Ooty has a unique tropical mountain climate, hence the garden has the ideal climatic conditions for growing roses. Temperature variation is low and the rainfall distribution is uniform, which results in a long flowering season. The garden is visited by thousands of tourists throughout the year, even in winter when it is not the flowering season.

The Government Rose Garden located in the heart of Ooty is one of the largest rose gardens in India and also a popular tourist attraction. The beautiful garden is spread across 10 acres of land and houses some of the largest collections of roses in the country including miniature roses, hybrid tea roses, floribunda, ramblers, black and green roses and many other unique varieties. The Rose Garden is not only a delight for the eyes and the senses but also a must-visit for those interested in horticulture.

Initially, when the gardens were developed, 1,919 varieties of roses with 17,256 rose plants were planted.

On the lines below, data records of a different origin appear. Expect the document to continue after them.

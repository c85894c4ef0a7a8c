//! Governance authority resolution.
//!
//! Required denoms and params may only be changed by the governance
//! authority. Who that is belongs to the host ledger; the oracle asks an
//! [`AuthorityResolver`].

use serde::{Deserialize, Serialize};

use crate::core::address::AccAddress;
use crate::core::params::Params;
use crate::error::{Error, Result};

// ═══════════════════════════════════════════════════════════════════════════════
// GOVERNANCE ACTIONS
// ═══════════════════════════════════════════════════════════════════════════════

/// Operations gated on the governance authority
#[derive(Debug, Clone, PartialEq, Eq, Serialize, Deserialize)]
pub enum GovernanceAction {
    /// Add a denom to the required set
    AddRequiredDenom {
        /// Denom to add
        denom: String,
    },

    /// Remove a denom from the required set
    RemoveRequiredDenom {
        /// Denom to remove
        denom: String,
    },

    /// Replace params
    UpdateParams {
        /// New params
        params: Params,
    },
}

impl GovernanceAction {
    /// Get action name
    pub fn name(&self) -> &'static str {
        match self {
            Self::AddRequiredDenom { .. } => "Add Required Denom",
            Self::RemoveRequiredDenom { .. } => "Remove Required Denom",
            Self::UpdateParams { .. } => "Update Params",
        }
    }

    /// Get description of the action
    pub fn describe(&self) -> String {
        match self {
            Self::AddRequiredDenom { denom } => format!("Add required denom {}", denom),
            Self::RemoveRequiredDenom { denom } => format!("Remove required denom {}", denom),
            Self::UpdateParams { params } => {
                format!("Update params (vote period {})", params.vote_period)
            }
        }
    }
}

// ═══════════════════════════════════════════════════════════════════════════════
// RESOLVER
// ═══════════════════════════════════════════════════════════════════════════════

/// Decides whether a principal may perform a governance action
pub trait AuthorityResolver {
    /// Whether `principal` may perform `action`
    fn is_authorized(&self, principal: &AccAddress, action: &GovernanceAction) -> bool;

    /// Fail with [`Error::UnauthorizedAction`] unless authorized
    fn ensure_authorized(&self, principal: &AccAddress, action: &GovernanceAction) -> Result<()> {
        if self.is_authorized(principal, action) {
            Ok(())
        } else {
            Err(Error::UnauthorizedAction(format!(
                "{} is not the governance authority: {}",
                principal,
                action.describe()
            )))
        }
    }
}

/// A single fixed authority account
#[derive(Debug, Clone, PartialEq, Eq)]
pub struct FixedAuthority {
    authority: AccAddress,
}

impl FixedAuthority {
    /// Create a resolver for one authority account
    pub fn new(authority: AccAddress) -> Self {
        Self { authority }
    }

    /// The authority account
    pub fn authority(&self) -> &AccAddress {
        &self.authority
    }
}

impl AuthorityResolver for FixedAuthority {
    fn is_authorized(&self, principal: &AccAddress, _action: &GovernanceAction) -> bool {
        *principal == self.authority
    }
}

#[cfg(test)]
mod tests {
    use super::*;

    #[test]
    fn test_fixed_authority() {
        let gov = AccAddress::from_bytes(&[1; 20]).unwrap();
        let other = AccAddress::from_bytes(&[2; 20]).unwrap();
        let resolver = FixedAuthority::new(gov.clone());
        let action = GovernanceAction::AddRequiredDenom { denom: "BTC".into() };

        assert!(resolver.ensure_authorized(&gov, &action).is_ok());
        assert!(matches!(
            resolver.ensure_authorized(&other, &action),
            Err(Error::UnauthorizedAction(_))
        ));
    }

    #[test]
    fn test_describe() {
        let action = GovernanceAction::RemoveRequiredDenom { denom: "ETH".into() };
        assert_eq!(action.name(), "Remove Required Denom");
        assert_eq!(action.describe(), "Remove required denom ETH");
    }
}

Today there are more than 20,000 varieties of roses of 2,800 cultivars. It is one of the largest collections of roses in India.

The collection of roses includes Miniature Roses, Ramblers, Hybrid Tea Roses, Yakimour, Polyanthas, Papagena, Floribunda and roses of unusual colours such as green and black. The varieties of rose plants planted here were assembled from different sources around the world.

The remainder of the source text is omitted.